■ **Work required**
Below are some records. Return exactly the lines from the one containing "let mut pkt" through the one containing "8, 8], 1, 0, 0);", both included, and only those.
----- Source data
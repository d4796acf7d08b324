//! Ingress and egress entry points
//!
//! The packet source hands every captured IPv4 packet to one of the two hooks.
//! A hook classifies the packet, applies the address filter and submits the
//! resulting event to the session if a consumer is attached. Whatever happens
//! along the way, the verdict is [`Verdict::Accept`].

use crate::classify::{classify, Classification, Direction};
use crate::filter::AddressFilter;
use crate::metrics::ProbeMetrics;
use crate::session::Session;
use crate::transport::Transport;
use std::sync::Arc;
use tracing::{trace, warn};

/// What the packet path does with a packet after inspection
#[derive(Debug, Clone, Copy, PartialEq, Eq)]
pub enum Verdict {
    /// Let the packet continue unchanged
    Accept,
}

pub struct HookDispatcher<T: Transport> {
    filter: AddressFilter,
    session: Arc<Session<T>>,
    metrics: ProbeMetrics,
}

impl<T: Transport> Clone for HookDispatcher<T> {
    fn clone(&self) -> Self {
        Self {
            filter: self.filter,
            session: Arc::clone(&self.session),
            metrics: self.metrics.clone(),
        }
    }
}

impl<T: Transport> HookDispatcher<T> {
    pub fn new(filter: AddressFilter, session: Arc<Session<T>>, metrics: ProbeMetrics) -> Self {
        Self {
            filter,
            session,
            metrics,
        }
    }

    pub fn on_ingress(&self, packet: &[u8]) -> Verdict {
        self.dispatch(packet, Direction::Ingress)
    }

    pub fn on_egress(&self, packet: &[u8]) -> Verdict {
        self.dispatch(packet, Direction::Egress)
    }

    pub fn dispatch(&self, packet: &[u8], direction: Direction) -> Verdict {
        self.metrics.packet(direction);

        let event = match classify(packet, direction) {
            Classification::Event(event) => event,
            Classification::NotApplicable(reason) => {
                if reason.is_anomaly() {
                    warn!("{} packet of {} bytes skipped: {:?}", direction, packet.len(), reason);
                } else {
                    trace!("{} packet skipped: {:?}", direction, reason);
                }
                return Verdict::Accept;
            }
        };

        if !self.filter.matches_event(&event) {
            self.metrics.packet_filtered();
            return Verdict::Accept;
        }

        if !self.session.is_attached() {
            return Verdict::Accept;
        }

        // Send failures are counted and logged by the session.
        let _ = self.session.submit(&event);
        Verdict::Accept
    }

    pub fn session(&self) -> &Arc<Session<T>> {
        &self.session
    }
}

#[cfg(test)]
mod tests {
    use super::*;
    use crate::transport::Inbound;
    use crate::{NcpError, Result};
    use parking_lot::Mutex;

    #[derive(Default)]
    struct Recorder {
        sent: Mutex<Vec<Vec<u8>>>,
        fail: bool,
    }

    impl Transport for Recorder {
        type Peer = u32;

        fn unicast(&self, _peer: &u32, _seq: u32, payload: &[u8]) -> Result<()> {
            if self.fail {
                return Err(NcpError::TransmitFailure("closed".into()));
            }
            self.sent.lock().push(payload.to_vec());
            Ok(())
        }
    }

    fn packet(src: [u8; 4], dst: [u8; 4], proto: u8, sport: u16, dport: u16) -> Vec<u8> {
        let mut pkt = vec![0x45, 0, 0, 40, 0, 0, 0x40, 0, 64, proto, 0, 0];
        pkt.extend_from_slice(&src);
        pkt.extend_from_slice(&dst);
        pkt.extend_from_slice(&sport.to_be_bytes());
        pkt.extend_from_slice(&dport.to_be_bytes());
        pkt.resize(40, 0);
        pkt
    }

    fn dispatcher(filter: AddressFilter, capacity: u32, transport: Recorder) -> HookDispatcher<Recorder> {
        let metrics = ProbeMetrics::new().unwrap();
        let session = Session::new(transport, capacity, metrics.clone()).unwrap();
        HookDispatcher::new(filter, Arc::new(session), metrics)
    }

    fn attach(hooks: &HookDispatcher<Recorder>) {
        hooks
            .session()
            .receive(&Inbound::new(1, 1, &b"rainhurt"[..]));
    }

    #[test]
    fn test_always_accepts() {
        let hooks = dispatcher(AddressFilter::any(), 1, Recorder::default());
        attach(&hooks);
        let udp = packet([10, 0, 0, 1], [8, 8, 8, 8], 17, 1, 53);
        let icmp = packet([10, 0, 0, 1], [8, 8, 8, 8], 1, 0, 0);

        for pkt in [&udp[..], &icmp[..], &[][..], &udp[..21]] {
            assert_eq!(hooks.on_ingress(pkt), Verdict::Accept);
            assert_eq!(hooks.on_egress(pkt), Verdict::Accept);
        }
    }

    #[test]
    fn test_accepts_when_transport_fails() {
        let hooks = dispatcher(
            AddressFilter::any(),
            0,
            Recorder {
                fail: true,
                ..Default::default()
            },
        );
        attach(&hooks);
        let pkt = packet([10, 0, 0, 1], [8, 8, 8, 8], 6, 1, 80);
        assert_eq!(hooks.on_egress(&pkt), Verdict::Accept);
        assert_eq!(hooks.metrics.snapshot().transmit_failures, 2);
    }

    #[test]
    fn test_detached_skips_submission() {
        let hooks = dispatcher(AddressFilter::any(), 1, Recorder::default());
        let pkt = packet([10, 0, 0, 1], [8, 8, 8, 8], 6, 1, 80);
        for _ in 0..5 {
            hooks.on_egress(&pkt);
        }
        assert!(hooks.session().transport().sent.lock().is_empty());
        assert_eq!(hooks.metrics.snapshot().events_submitted, 0);
        assert_eq!(hooks.metrics.snapshot().egress_packets, 5);
    }

    #[test]
    fn test_ingress_loopback_counted_on_egress_only() {
        let hooks = dispatcher(AddressFilter::any(), 0, Recorder::default());
        attach(&hooks);
        let pkt = packet([127, 0, 0, 1], [127, 0, 0, 1], 17, 5000, 5001);

        hooks.on_ingress(&pkt);
        assert_eq!(hooks.session().transport().sent.lock().len(), 1);
        hooks.on_egress(&pkt);
        assert_eq!(hooks.session().transport().sent.lock().len(), 2);
    }

    #[test]
    fn test_filter_rejects_other_destinations() {
        let filter = AddressFilter::from_config(None, Some("1.1.1.1"));
        let hooks = dispatcher(filter, 0, Recorder::default());
        attach(&hooks);

        hooks.on_egress(&packet([10, 0, 0, 1], [8, 8, 8, 8], 17, 1, 53));
        hooks.on_egress(&packet([10, 0, 0, 1], [1, 1, 1, 1], 17, 1, 53));

        let sent = hooks.session().transport().sent.lock();
        assert_eq!(sent.len(), 2);
        let event = ncp_common::ConnEvent::decode(&sent[1]).unwrap();
        assert_eq!(event.dst_addr, 0x0101_0101);
        assert_eq!(hooks.metrics.snapshot().packets_filtered, 1);
    }
}
use thiserror::Error;

#[derive(Error, Debug)]
pub enum NcpError {
    #[error("Invalid address format {input:?}: {reason}")]
    InvalidFormat { input: String, reason: String },

    #[error("Transmit failed: {0}")]
    TransmitFailure(String),

    #[error("Protocol violation: {0}")]
    ProtocolViolation(String),

    #[error("Failed to initialize {resource}: {reason}")]
    ResourceInit { resource: String, reason: String },

    #[error("Metrics error: {0}")]
    MetricsError(String),

    #[error("Configuration error: {0}")]
    ConfigError(String),

    #[error("IO error: {0}")]
    IoError(#[from] std::io::Error),

    #[error("YAML error: {0}")]
    YamlError(#[from] serde_yaml::Error),

    #[error("Unsupported feature on this system: {0}")]
    UnsupportedFeature(String),
}

impl NcpError {
    pub(crate) fn resource_init(resource: &str, reason: impl ToString) -> Self {
        NcpError::ResourceInit {
            resource: resource.to_string(),
            reason: reason.to_string(),
        }
    }
}

pub type Result<T> = std::result::Result<T, NcpError>;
----------
■ **Task output**
        let mut pkt = vec![0x45, 0, 0, 40, 0, 0, 0x40, 0, 64, proto, 0, 0];
        pkt.extend_from_slice(&src);
        pkt.extend_from_slice(&dst);
        pkt.extend_from_slice(&sport.to_be_bytes());
        pkt.extend_from_slice(&dport.to_be_bytes());
        pkt.resize(40, 0);
        pkt
    }

    fn dispatcher(filter: AddressFilter, capacity: u32, transport: Recorder) -> HookDispatcher<Recorder> {
        let metrics = ProbeMetrics::new().unwrap();
        let session = Session::new(transport, capacity, metrics.clone()).unwrap();
        HookDispatcher::new(filter, Arc::new(session), metrics)
    }

    fn attach(hooks: &HookDispatcher<Recorder>) {
        hooks
            .session()
            .receive(&Inbound::new(1, 1, &b"rainhurt"[..]));
    }

    #[test]
    fn test_always_accepts() {
        let hooks = dispatcher(AddressFilter::any(), 1, Recorder::default());
        attach(&hooks);
        let udp = packet([10, 0, 0, 1], [8, 8, 8, 8], 17, 1, 53);
        let icmp = packet([10, 0, 0, 1], [8, 8, 8, 8], 1, 0, 0);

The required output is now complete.